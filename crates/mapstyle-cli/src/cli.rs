//! CLI argument definitions.

use std::path::PathBuf;

use clap::{Args, Parser, Subcommand, ValueEnum};
use clap_verbosity_flag::{Verbosity, WarnLevel};
use colorchoice_clap::Color;

#[derive(Parser)]
#[command(
    name = "mapstyle",
    version,
    about = "Compose dataset style modules into renderer override patches",
    long_about = "Compose dataset style modules into renderer override patches.\n\n\
                  Reads a dataset JSON file with its style modules, expands templates,\n\
                  resolves group and variant selection, and prints the merged patch."
)]
pub struct Cli {
    #[command(subcommand)]
    pub command: Command,

    /// Adjust log verbosity (-v for info, -vv for debug, -q for errors only).
    #[command(flatten)]
    pub verbosity: Verbosity<WarnLevel>,

    /// Control ANSI color output (auto, always, never).
    #[command(flatten)]
    pub color: Color,

    /// Explicit log level (overrides -v/-q flags).
    #[arg(long = "log-level", value_enum, global = true)]
    pub log_level: Option<LogLevelArg>,

    /// Log output format (pretty for human, json for machine parsing).
    #[arg(
        long = "log-format",
        value_enum,
        default_value = "pretty",
        global = true
    )]
    pub log_format: LogFormatArg,

    /// Write logs to a file instead of stderr.
    #[arg(long = "log-file", value_name = "PATH", global = true)]
    pub log_file: Option<PathBuf>,
}

#[derive(Subcommand)]
pub enum Command {
    /// Compose a dataset's modules and print the override patch.
    Compose(ComposeArgs),

    /// List a dataset's flattened modules and their activation.
    Modules(ComposeArgs),

    /// Print a built-in lookup table or a gradient table.
    Table(TableArgs),
}

#[derive(Args)]
pub struct ComposeArgs {
    /// Dataset JSON file.
    #[arg(value_name = "DATASET")]
    pub dataset: PathBuf,

    /// Template library JSON file (overrides the configured path).
    #[arg(long = "templates", value_name = "PATH")]
    pub templates: Option<PathBuf>,

    /// Override currently applied by the renderer, as JSON.
    #[arg(long = "existing", value_name = "PATH")]
    pub existing: Option<PathBuf>,

    /// Attribute metadata JSON file.
    #[arg(long = "metadata", value_name = "PATH")]
    pub metadata: Option<PathBuf>,

    /// Runtime configuration TOML file.
    #[arg(long = "config", value_name = "PATH")]
    pub config: Option<PathBuf>,

    /// Select a group before composing.
    #[arg(long = "group", value_name = "ID")]
    pub group: Option<String>,

    /// Select a data variant by name before composing.
    #[arg(long = "variant", value_name = "NAME")]
    pub variant: Option<String>,

    /// Remove a module before composing (repeatable).
    #[arg(long = "remove", value_name = "ID")]
    pub remove: Vec<String>,
}

#[derive(Args)]
pub struct TableArgs {
    #[arg(value_enum)]
    pub kind: TableKindArg,

    /// Attribute read by flood-rank and gradient tables.
    #[arg(long = "attribute", value_name = "NAME")]
    pub attribute: Option<String>,

    /// Gradient start color.
    #[arg(long = "start", default_value = "#0000ff")]
    pub start: String,

    /// Gradient end color.
    #[arg(long = "end", default_value = "#ff0000")]
    pub end: String,

    #[arg(long = "min", default_value_t = 0.0)]
    pub min: f64,

    #[arg(long = "max", default_value_t = 100.0)]
    pub max: f64,

    #[arg(long = "step", default_value_t = 10.0)]
    pub step: f64,
}

#[derive(Clone, Copy, ValueEnum)]
pub enum TableKindArg {
    Height,
    Purpose,
    Structure,
    FloodRank,
    Gradient,
}

/// CLI log level choices.
#[derive(Clone, Copy, ValueEnum)]
pub enum LogLevelArg {
    Error,
    Warn,
    Info,
    Debug,
    Trace,
}

/// CLI log format choices.
#[derive(Clone, Copy, ValueEnum)]
pub enum LogFormatArg {
    Pretty,
    Compact,
    Json,
}
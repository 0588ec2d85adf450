//! Runtime configuration.
//!
//! Read from a TOML file:
//!
//! ```toml
//! [debounce]
//! debounce_ms = 250
//! max_wait_ms = 1000
//!
//! [renderer]
//! timeout_ms = 5000
//!
//! [templates]
//! path = "templates.json"
//! ```
//!
//! Every section and key is optional.

use std::path::{Path, PathBuf};
use std::time::Duration;

use serde::{Deserialize, Serialize};

use crate::debounce::DebounceConfig;
use crate::error::{Result, RuntimeError};

#[derive(Debug, Clone, PartialEq, Default, Serialize, Deserialize)]
#[serde(default)]
pub struct RuntimeConfig {
    /// Metadata fetch debouncing.
    pub debounce: DebounceConfig,

    /// Renderer channel settings.
    pub renderer: RendererConfig,

    /// Template library location.
    pub templates: TemplatesConfig,
}

#[derive(Debug, Clone, Copy, PartialEq, Eq, Serialize, Deserialize)]
#[serde(default)]
pub struct RendererConfig {
    /// Per-request reply timeout in milliseconds.
    pub timeout_ms: u64,
}

impl Default for RendererConfig {
    fn default() -> Self {
        Self { timeout_ms: 5000 }
    }
}

impl RendererConfig {
    pub fn timeout(&self) -> Duration {
        Duration::from_millis(self.timeout_ms)
    }
}

#[derive(Debug, Clone, PartialEq, Eq, Default, Serialize, Deserialize)]
#[serde(default)]
pub struct TemplatesConfig {
    /// JSON file holding the template library.
    #[serde(skip_serializing_if = "Option::is_none")]
    pub path: Option<PathBuf>,
}

impl RuntimeConfig {
    pub fn from_toml_str(content: &str, path: &Path) -> Result<Self> {
        toml::from_str(content).map_err(|source| RuntimeError::Config {
            path: path.to_path_buf(),
            source,
        })
    }

    /// Load configuration, failing on unreadable or malformed files.
    pub fn try_load_from(path: &Path) -> Result<Self> {
        let content = std::fs::read_to_string(path).map_err(|source| RuntimeError::Io {
            operation: "read",
            path: path.to_path_buf(),
            source,
        })?;
        Self::from_toml_str(&content, path)
    }

    /// Load configuration, falling back to defaults with a warning.
    pub fn load_from(path: &Path) -> Self {
        match Self::try_load_from(path) {
            Ok(config) => {
                tracing::debug!(path = %path.display(), "Loaded runtime configuration");
                config
            }
            Err(error) => {
                tracing::warn!(
                    path = %path.display(),
                    error = %error,
                    "Using default runtime configuration"
                );
                Self::default()
            }
        }
    }

    pub fn to_toml_string(&self) -> std::result::Result<String, toml::ser::Error> {
        toml::to_string_pretty(self)
    }
}
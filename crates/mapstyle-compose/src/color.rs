//! Color-string grammar and renderer color expressions.
//!
//! Accepted inputs: `#rgb`, `#rgba`, `#rrggbb`, `#rrggbbaa`, `rgb(r, g, b)`,
//! `rgba(r, g, b, a)`, a few CSS names, and the renderer form
//! `color("<css>", alpha)`. Anything else falls back to [`DEFAULT_COLOR`].

use std::sync::LazyLock;

use mapstyle_model::{expression_leaf, leaf_table};
use regex::Regex;
use serde_json::Value;

/// Fallback for unparseable colors: opaque white.
pub const DEFAULT_COLOR: Rgba = Rgba {
    r: 255,
    g: 255,
    b: 255,
    a: 1.0,
};

static RGB_FUNCTION: LazyLock<Regex> = LazyLock::new(|| {
    Regex::new(r"^rgba?\(\s*(\d{1,3})\s*,\s*(\d{1,3})\s*,\s*(\d{1,3})\s*(?:,\s*(\d*\.?\d+)\s*)?\)$")
        .expect("Invalid rgb() regex")
});

static COLOR_CALL: LazyLock<Regex> = LazyLock::new(|| {
    Regex::new(r#"color\(\s*["']([^"']*)["']\s*(?:,\s*(\d*\.?\d+)\s*)?\)"#)
        .expect("Invalid color() regex")
});

const NAMED_COLORS: &[(&str, [u8; 3])] = &[
    ("white", [255, 255, 255]),
    ("black", [0, 0, 0]),
    ("red", [255, 0, 0]),
    ("green", [0, 128, 0]),
    ("lime", [0, 255, 0]),
    ("blue", [0, 0, 255]),
    ("yellow", [255, 255, 0]),
    ("orange", [255, 165, 0]),
    ("gray", [128, 128, 128]),
    ("grey", [128, 128, 128]),
    ("cyan", [0, 255, 255]),
    ("magenta", [255, 0, 255]),
];

#[derive(Debug, Clone, Copy, PartialEq)]
pub struct Rgba {
    pub r: u8,
    pub g: u8,
    pub b: u8,
    /// Alpha in `0.0..=1.0`.
    pub a: f64,
}

impl Rgba {
    #[must_use]
    pub fn rgb(r: u8, g: u8, b: u8) -> Self {
        Self { r, g, b, a: 1.0 }
    }

    /// Parse a color string, returning `None` when malformed.
    #[must_use]
    pub fn parse(input: &str) -> Option<Self> {
        let text = input.trim();
        if let Some(hex) = text.strip_prefix('#') {
            return parse_hex(hex);
        }
        if let Some(caps) = RGB_FUNCTION.captures(text) {
            let channel = |i: usize| caps.get(i)?.as_str().parse::<u8>().ok();
            let alpha = match caps.get(4) {
                Some(a) => a.as_str().parse::<f64>().ok()?.clamp(0.0, 1.0),
                None => 1.0,
            };
            return Some(Self {
                r: channel(1)?,
                g: channel(2)?,
                b: channel(3)?,
                a: alpha,
            });
        }
        if let Some(caps) = COLOR_CALL.captures(text) {
            if caps.get(0).map(|m| m.as_str().len()) != Some(text.len()) {
                return None;
            }
            let base = Self::parse(caps.get(1)?.as_str())?;
            return Some(match caps.get(2) {
                Some(a) => base.with_alpha(a.as_str().parse::<f64>().ok()?),
                None => base,
            });
        }
        let lower = text.to_ascii_lowercase();
        NAMED_COLORS
            .iter()
            .find(|(name, _)| *name == lower)
            .map(|(_, [r, g, b])| Self::rgb(*r, *g, *b))
    }

    /// Parse a color string, falling back to [`DEFAULT_COLOR`].
    #[must_use]
    pub fn parse_or_default(input: &str) -> Self {
        Self::parse(input).unwrap_or_else(|| {
            tracing::debug!(color = %input, "Unparseable color, using default");
            DEFAULT_COLOR
        })
    }

    #[must_use]
    pub fn with_alpha(self, alpha: f64) -> Self {
        Self {
            a: alpha.clamp(0.0, 1.0),
            ..self
        }
    }

    /// `#rrggbb`, lowercase, alpha dropped.
    #[must_use]
    pub fn to_hex(&self) -> String {
        format!("#{:02x}{:02x}{:02x}", self.r, self.g, self.b)
    }

    /// Renderer form `color("#rrggbb", alpha)`.
    #[must_use]
    pub fn to_expression(&self) -> String {
        format!("color(\"{}\", {})", self.to_hex(), self.a)
    }
}

fn parse_hex(hex: &str) -> Option<Rgba> {
    if !hex.chars().all(|c| c.is_ascii_hexdigit()) {
        return None;
    }
    let nibble = |i: usize| u8::from_str_radix(&hex[i..=i], 16).ok().map(|v| v * 17);
    let byte = |i: usize| u8::from_str_radix(&hex[i..i + 2], 16).ok();
    match hex.len() {
        3 => Some(Rgba::rgb(nibble(0)?, nibble(1)?, nibble(2)?)),
        4 => Some(Rgba::rgb(nibble(0)?, nibble(1)?, nibble(2)?).with_alpha(f64::from(nibble(3)?) / 255.0)),
        6 => Some(Rgba::rgb(byte(0)?, byte(2)?, byte(4)?)),
        8 => Some(Rgba::rgb(byte(0)?, byte(2)?, byte(4)?).with_alpha(f64::from(byte(6)?) / 255.0)),
        _ => None,
    }
}

/// Alpha for an opacity percentage.
#[must_use]
pub fn transparency_alpha(transparency: u8) -> f64 {
    f64::from(transparency.min(100)) / 100.0
}

/// Rewrite the alpha of every `color(...)` call in `expr`.
///
/// A bare color string is converted to the renderer form. Unparseable input
/// becomes the default color at the requested alpha.
#[must_use]
pub fn rewrite_alpha(expr: &str, alpha: f64) -> String {
    if COLOR_CALL.is_match(expr) {
        return COLOR_CALL
            .replace_all(expr, |caps: &regex::Captures<'_>| {
                let base = caps
                    .get(1)
                    .and_then(|m| Rgba::parse(m.as_str()))
                    .unwrap_or(DEFAULT_COLOR);
                base.with_alpha(alpha).to_expression()
            })
            .into_owned();
    }
    Rgba::parse_or_default(expr).with_alpha(alpha).to_expression()
}

/// Apply an opacity percentage to a color leaf.
///
/// Literal strings are rewritten directly; expression leaves have every
/// result rewritten with row order preserved. Missing or `null` colors start
/// from the default color.
#[must_use]
pub fn apply_transparency(value: &Value, transparency: u8) -> Value {
    let alpha = transparency_alpha(transparency);
    match value {
        Value::String(expr) => Value::String(rewrite_alpha(expr, alpha)),
        Value::Null => Value::String(DEFAULT_COLOR.with_alpha(alpha).to_expression()),
        Value::Object(_) => match leaf_table(value) {
            Some(table) => expression_leaf(&table.map_results(|result| rewrite_alpha(result, alpha))),
            None => value.clone(),
        },
        _ => value.clone(),
    }
}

——

Exercise aim:
Each line in the listing where the word "base" is found is to be copied.

Written response:
            let base = Self::parse(caps.get(1)?.as_str())?;
                Some(a) => base.with_alpha(a.as_str().parse::<f64>().ok()?),
                None => base,
                let base = caps
                base.with_alpha(alpha).to_expression()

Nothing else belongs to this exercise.